▸ RECORDS FOR THIS TASK
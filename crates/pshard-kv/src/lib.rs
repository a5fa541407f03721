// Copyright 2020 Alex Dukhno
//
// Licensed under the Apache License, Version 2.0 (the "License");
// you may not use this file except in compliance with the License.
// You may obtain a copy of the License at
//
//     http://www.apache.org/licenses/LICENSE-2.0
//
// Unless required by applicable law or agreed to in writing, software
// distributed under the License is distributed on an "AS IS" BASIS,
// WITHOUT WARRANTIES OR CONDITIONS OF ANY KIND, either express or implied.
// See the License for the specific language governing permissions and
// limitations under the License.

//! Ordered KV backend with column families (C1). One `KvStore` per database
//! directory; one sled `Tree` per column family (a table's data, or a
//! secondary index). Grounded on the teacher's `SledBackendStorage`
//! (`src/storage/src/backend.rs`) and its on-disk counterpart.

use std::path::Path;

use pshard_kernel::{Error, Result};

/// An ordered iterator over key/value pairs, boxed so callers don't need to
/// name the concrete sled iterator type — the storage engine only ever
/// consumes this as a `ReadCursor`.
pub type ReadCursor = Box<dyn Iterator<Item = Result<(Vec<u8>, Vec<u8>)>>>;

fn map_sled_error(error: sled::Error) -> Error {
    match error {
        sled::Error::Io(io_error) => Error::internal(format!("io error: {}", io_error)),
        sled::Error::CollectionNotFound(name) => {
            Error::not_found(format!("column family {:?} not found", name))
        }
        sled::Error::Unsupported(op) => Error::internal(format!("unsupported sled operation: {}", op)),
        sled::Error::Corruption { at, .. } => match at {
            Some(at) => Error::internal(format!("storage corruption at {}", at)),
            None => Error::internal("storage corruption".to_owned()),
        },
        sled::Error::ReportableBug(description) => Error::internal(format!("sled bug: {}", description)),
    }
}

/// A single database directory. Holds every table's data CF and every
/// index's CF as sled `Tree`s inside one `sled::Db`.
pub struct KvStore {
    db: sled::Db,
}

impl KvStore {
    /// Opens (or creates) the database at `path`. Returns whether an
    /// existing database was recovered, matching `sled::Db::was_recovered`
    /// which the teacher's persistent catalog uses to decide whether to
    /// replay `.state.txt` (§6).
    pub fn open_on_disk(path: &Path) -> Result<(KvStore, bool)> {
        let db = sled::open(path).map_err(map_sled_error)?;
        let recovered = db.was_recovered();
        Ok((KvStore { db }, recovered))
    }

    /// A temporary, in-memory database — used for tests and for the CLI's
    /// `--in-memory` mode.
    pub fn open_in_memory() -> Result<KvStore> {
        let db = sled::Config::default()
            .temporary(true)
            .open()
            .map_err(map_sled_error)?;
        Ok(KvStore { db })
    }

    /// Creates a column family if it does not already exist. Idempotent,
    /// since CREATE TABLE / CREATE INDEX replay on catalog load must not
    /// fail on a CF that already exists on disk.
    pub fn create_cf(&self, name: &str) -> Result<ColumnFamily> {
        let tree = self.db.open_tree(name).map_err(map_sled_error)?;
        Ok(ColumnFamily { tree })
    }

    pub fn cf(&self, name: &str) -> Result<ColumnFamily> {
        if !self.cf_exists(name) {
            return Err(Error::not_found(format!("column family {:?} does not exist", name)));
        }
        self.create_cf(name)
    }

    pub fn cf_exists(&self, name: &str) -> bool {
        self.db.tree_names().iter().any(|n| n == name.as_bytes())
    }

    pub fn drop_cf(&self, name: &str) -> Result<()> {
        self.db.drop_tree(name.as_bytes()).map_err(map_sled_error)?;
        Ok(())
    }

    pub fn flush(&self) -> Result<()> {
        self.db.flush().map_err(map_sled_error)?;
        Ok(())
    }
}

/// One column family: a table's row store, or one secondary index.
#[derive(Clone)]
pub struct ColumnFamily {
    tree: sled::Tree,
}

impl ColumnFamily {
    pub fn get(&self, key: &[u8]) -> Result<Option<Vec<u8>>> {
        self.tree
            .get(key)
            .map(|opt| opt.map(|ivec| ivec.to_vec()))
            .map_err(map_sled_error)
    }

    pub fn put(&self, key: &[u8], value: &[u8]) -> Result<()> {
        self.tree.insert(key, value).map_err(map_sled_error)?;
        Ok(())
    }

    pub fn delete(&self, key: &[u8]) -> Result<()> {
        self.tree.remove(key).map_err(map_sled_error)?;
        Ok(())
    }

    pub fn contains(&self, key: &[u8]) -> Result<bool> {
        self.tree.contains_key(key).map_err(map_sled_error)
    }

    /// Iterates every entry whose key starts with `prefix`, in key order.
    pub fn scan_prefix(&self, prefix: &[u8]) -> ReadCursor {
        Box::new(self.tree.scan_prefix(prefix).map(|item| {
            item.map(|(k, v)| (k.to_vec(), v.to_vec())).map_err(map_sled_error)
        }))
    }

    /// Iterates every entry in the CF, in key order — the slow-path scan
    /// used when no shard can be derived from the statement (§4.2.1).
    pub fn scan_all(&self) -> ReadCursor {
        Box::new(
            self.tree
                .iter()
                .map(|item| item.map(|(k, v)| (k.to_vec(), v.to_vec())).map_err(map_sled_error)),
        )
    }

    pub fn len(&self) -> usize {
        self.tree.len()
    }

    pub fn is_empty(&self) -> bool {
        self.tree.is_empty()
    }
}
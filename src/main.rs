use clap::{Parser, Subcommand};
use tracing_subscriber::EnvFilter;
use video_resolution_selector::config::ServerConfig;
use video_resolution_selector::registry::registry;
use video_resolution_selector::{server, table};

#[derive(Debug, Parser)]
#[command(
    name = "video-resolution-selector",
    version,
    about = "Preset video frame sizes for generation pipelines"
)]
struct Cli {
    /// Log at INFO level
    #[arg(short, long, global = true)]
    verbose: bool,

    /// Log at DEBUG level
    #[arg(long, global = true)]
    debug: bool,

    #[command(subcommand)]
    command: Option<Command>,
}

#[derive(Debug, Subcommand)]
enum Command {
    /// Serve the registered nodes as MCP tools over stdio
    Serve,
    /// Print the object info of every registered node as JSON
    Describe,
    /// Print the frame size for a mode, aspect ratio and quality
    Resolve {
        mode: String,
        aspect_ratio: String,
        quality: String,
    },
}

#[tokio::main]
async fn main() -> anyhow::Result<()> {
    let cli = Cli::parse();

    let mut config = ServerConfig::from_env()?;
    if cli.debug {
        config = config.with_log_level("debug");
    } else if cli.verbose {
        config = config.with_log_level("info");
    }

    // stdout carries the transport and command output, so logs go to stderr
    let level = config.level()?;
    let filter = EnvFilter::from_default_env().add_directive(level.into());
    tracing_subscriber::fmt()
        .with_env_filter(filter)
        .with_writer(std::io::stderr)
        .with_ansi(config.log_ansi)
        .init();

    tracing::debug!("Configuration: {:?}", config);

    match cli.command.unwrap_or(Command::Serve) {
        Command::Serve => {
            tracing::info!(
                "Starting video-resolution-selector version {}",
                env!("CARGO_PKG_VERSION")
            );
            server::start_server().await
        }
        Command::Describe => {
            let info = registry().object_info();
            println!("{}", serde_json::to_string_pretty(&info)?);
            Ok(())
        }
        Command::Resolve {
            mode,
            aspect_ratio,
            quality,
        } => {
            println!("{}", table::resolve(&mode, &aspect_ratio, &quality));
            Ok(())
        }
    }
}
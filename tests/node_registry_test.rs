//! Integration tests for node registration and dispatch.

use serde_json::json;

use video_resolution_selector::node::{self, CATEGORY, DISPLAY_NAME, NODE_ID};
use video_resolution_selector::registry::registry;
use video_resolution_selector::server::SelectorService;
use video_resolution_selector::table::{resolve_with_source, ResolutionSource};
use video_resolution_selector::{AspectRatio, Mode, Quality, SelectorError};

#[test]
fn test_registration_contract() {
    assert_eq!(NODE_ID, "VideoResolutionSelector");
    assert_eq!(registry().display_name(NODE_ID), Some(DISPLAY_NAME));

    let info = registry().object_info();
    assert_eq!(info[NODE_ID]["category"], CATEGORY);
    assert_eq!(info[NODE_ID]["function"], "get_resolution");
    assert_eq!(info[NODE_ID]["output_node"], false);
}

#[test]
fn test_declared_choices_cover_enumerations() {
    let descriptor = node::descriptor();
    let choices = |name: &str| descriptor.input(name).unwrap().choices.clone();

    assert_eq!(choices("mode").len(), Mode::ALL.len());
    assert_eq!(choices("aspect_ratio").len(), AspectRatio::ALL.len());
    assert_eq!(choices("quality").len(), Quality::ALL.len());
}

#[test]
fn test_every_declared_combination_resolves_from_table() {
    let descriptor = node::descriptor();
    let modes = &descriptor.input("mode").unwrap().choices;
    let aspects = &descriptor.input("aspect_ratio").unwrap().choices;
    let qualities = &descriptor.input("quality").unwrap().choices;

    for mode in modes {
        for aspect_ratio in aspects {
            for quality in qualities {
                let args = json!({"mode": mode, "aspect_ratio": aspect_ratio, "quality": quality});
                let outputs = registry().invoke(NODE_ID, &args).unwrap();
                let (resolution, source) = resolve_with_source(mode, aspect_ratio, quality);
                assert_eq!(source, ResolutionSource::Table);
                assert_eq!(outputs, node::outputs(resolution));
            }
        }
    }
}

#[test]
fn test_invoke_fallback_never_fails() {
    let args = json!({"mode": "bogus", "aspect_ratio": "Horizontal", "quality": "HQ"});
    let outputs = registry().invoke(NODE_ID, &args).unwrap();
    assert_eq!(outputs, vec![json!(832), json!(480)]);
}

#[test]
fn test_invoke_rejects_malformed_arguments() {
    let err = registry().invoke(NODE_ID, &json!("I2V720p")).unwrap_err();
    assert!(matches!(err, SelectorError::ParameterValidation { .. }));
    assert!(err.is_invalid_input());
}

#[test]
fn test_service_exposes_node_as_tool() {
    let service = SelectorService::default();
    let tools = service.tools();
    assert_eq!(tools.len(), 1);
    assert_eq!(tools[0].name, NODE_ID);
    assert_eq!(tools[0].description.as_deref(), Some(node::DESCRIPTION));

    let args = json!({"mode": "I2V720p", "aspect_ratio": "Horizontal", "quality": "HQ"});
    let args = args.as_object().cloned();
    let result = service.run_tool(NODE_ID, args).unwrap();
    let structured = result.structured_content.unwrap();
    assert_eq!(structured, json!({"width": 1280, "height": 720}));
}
...
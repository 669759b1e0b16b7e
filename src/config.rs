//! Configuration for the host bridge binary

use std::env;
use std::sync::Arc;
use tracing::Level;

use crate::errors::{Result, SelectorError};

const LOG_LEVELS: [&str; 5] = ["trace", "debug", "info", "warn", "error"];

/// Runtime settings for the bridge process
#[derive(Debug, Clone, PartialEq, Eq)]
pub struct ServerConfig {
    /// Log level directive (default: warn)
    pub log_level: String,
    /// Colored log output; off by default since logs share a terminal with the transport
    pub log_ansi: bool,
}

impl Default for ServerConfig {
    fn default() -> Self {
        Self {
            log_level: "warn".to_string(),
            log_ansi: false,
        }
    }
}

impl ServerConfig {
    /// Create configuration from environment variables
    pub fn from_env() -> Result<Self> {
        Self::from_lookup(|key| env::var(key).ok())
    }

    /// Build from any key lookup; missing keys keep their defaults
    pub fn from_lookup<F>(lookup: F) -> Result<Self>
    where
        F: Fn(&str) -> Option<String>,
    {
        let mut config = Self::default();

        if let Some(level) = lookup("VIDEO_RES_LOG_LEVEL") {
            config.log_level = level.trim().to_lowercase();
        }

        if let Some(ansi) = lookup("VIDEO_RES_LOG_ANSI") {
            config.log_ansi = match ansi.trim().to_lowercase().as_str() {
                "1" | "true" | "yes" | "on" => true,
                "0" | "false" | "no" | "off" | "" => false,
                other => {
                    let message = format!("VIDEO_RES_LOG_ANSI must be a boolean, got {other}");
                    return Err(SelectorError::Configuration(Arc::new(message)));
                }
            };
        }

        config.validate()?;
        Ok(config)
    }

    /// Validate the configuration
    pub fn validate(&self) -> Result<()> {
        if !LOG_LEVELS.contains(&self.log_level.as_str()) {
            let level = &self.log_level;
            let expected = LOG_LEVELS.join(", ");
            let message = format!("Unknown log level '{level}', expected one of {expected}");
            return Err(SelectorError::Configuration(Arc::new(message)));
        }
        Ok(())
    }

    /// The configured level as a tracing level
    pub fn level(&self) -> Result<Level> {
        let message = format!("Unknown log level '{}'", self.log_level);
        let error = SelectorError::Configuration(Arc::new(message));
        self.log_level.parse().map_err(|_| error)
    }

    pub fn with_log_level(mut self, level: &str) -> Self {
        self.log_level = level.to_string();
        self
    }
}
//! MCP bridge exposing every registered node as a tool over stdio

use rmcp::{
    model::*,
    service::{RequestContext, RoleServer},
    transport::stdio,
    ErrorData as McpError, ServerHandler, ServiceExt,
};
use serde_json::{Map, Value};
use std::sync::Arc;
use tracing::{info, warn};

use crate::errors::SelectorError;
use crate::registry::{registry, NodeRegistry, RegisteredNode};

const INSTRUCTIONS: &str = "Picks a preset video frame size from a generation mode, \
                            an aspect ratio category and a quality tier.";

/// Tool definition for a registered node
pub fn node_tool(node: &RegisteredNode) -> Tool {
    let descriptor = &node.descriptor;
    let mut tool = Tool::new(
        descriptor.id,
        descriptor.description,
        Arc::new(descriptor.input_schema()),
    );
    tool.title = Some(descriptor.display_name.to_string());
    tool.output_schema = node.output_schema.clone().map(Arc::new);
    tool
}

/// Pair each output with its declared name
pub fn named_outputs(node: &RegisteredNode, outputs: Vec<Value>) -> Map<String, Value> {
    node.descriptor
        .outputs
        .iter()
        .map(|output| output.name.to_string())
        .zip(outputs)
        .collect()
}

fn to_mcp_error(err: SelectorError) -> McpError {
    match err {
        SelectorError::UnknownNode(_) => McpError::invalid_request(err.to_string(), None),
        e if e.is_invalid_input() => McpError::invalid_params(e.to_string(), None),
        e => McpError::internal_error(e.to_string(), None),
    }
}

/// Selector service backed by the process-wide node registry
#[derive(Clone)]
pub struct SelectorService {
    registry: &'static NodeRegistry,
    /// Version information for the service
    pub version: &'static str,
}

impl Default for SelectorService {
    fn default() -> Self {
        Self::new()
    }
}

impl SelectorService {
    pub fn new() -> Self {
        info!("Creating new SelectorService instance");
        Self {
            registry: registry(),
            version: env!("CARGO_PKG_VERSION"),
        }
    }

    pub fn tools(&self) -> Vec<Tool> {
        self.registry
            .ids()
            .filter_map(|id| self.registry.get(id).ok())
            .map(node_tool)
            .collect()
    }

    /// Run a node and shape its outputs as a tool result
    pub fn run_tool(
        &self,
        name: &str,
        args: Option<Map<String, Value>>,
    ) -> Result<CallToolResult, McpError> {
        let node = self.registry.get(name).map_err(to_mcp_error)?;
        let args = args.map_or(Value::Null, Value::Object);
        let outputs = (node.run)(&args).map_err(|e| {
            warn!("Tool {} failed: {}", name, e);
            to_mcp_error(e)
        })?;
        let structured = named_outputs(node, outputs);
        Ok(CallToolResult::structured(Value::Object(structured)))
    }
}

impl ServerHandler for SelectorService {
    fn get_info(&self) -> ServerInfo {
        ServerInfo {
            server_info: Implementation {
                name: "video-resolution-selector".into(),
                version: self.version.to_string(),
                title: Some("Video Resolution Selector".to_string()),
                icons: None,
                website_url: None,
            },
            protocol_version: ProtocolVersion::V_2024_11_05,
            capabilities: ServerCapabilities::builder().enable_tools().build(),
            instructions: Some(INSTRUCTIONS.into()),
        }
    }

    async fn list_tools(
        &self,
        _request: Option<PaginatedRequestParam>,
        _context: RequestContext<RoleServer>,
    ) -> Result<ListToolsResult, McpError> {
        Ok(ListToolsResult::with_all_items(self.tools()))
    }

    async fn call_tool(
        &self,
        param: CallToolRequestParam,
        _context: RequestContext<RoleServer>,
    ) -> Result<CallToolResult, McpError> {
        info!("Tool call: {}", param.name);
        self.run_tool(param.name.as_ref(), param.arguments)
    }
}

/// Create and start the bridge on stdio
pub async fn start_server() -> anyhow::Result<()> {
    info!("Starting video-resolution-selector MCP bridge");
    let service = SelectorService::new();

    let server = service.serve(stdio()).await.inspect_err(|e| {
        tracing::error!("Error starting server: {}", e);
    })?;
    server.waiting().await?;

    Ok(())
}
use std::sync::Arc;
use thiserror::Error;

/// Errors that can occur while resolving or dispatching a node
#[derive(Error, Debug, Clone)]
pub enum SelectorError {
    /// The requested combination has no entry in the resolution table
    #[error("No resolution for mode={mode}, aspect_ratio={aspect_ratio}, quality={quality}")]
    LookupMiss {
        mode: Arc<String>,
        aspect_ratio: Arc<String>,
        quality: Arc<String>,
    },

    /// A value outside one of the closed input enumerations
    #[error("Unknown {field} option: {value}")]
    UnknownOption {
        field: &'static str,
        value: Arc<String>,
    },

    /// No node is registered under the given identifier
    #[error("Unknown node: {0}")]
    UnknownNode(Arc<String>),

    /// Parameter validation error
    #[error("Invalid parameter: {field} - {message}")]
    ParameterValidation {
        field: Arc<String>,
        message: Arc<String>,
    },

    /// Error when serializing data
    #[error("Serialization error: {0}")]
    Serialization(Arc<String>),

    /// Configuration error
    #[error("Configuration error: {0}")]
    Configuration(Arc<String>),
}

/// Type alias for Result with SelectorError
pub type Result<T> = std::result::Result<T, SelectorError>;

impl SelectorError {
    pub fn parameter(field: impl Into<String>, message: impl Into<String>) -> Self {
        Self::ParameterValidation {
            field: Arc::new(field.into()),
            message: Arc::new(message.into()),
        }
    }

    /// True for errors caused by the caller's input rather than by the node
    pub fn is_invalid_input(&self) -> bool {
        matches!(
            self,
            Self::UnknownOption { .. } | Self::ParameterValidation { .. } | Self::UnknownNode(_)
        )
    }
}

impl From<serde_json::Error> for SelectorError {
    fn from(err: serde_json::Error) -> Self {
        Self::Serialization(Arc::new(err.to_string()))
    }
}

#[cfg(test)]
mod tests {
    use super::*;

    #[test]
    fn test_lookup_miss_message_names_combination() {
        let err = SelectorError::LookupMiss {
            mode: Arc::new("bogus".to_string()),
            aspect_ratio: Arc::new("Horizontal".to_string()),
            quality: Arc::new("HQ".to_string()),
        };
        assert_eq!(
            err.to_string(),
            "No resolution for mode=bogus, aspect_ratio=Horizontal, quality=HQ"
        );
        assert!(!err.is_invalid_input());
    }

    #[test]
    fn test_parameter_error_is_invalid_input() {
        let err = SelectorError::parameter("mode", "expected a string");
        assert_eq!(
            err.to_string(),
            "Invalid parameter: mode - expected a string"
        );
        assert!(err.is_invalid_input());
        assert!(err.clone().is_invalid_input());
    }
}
---
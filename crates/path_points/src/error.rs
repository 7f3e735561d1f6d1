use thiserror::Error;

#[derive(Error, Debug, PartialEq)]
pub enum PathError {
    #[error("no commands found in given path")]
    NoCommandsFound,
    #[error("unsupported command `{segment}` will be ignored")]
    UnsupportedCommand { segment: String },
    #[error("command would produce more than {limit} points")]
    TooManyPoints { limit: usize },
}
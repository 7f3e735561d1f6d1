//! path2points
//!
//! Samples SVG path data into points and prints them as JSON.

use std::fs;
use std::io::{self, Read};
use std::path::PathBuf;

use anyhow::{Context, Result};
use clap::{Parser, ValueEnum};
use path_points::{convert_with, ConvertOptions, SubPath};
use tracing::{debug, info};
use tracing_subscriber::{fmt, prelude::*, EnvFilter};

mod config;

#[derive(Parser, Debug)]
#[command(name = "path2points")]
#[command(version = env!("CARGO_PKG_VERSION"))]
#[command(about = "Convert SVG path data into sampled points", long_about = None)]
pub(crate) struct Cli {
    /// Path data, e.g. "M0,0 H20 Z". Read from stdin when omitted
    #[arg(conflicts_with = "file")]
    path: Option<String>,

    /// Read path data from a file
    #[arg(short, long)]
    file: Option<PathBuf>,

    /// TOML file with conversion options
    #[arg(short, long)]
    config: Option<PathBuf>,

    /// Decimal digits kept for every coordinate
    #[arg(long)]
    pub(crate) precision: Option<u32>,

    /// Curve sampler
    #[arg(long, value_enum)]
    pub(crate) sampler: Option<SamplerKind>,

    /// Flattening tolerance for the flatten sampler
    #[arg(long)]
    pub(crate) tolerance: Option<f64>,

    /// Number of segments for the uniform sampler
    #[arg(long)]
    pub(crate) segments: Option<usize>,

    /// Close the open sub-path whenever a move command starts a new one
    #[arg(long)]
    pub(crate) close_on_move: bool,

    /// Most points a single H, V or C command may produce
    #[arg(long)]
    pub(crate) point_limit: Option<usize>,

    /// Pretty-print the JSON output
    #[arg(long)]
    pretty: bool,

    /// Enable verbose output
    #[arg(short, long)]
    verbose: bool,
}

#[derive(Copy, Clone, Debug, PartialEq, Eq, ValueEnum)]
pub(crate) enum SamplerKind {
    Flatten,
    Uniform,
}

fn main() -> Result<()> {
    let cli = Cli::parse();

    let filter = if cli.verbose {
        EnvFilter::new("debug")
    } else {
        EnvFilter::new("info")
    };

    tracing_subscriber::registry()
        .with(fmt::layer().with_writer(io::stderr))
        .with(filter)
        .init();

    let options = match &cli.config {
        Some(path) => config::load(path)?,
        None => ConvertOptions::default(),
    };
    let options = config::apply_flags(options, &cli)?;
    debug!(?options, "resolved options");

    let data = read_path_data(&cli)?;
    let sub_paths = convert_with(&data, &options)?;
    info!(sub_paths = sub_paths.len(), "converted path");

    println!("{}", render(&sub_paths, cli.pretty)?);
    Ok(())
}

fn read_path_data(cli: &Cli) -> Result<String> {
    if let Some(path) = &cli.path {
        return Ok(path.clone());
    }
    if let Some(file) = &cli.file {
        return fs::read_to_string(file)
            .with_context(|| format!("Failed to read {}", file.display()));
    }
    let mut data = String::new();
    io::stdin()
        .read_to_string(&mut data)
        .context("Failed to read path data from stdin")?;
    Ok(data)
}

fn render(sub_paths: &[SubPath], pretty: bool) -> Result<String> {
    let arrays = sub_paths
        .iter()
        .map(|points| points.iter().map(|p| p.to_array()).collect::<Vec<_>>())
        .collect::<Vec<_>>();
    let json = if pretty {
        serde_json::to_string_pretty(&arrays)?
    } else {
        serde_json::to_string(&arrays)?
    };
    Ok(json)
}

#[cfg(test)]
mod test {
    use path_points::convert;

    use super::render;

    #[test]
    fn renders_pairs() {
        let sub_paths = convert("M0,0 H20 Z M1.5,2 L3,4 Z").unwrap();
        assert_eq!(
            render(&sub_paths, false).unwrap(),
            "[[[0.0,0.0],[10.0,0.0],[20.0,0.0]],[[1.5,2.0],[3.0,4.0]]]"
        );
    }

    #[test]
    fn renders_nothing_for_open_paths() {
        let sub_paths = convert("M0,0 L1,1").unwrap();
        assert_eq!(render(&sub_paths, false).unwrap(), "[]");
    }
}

▸ EXERCISE REQUIREMENTS
Print exactly the lines above, between the one holding "filename crates/pshard-kv/src/lib.rs" and the one holding "under the License.", inclusive, and nothing besides.

▸ WRITTEN SOLUTION
filename crates/pshard-kv/src/lib.rs
repository a5fa541407f03721
// Copyright 2020 Alex Dukhno
//
// Licensed under the Apache License, Version 2.0 (the "License");
// you may not use this file except in compliance with the License.
// You may obtain a copy of the License at
//
//     http://www.apache.org/licenses/LICENSE-2.0
//
// Unless required by applicable law or agreed to in writing, software
// distributed under the License is distributed on an "AS IS" BASIS,
// WITHOUT WARRANTIES OR CONDITIONS OF ANY KIND, either express or implied.
// See the License for the specific language governing permissions and
// limitations under the License.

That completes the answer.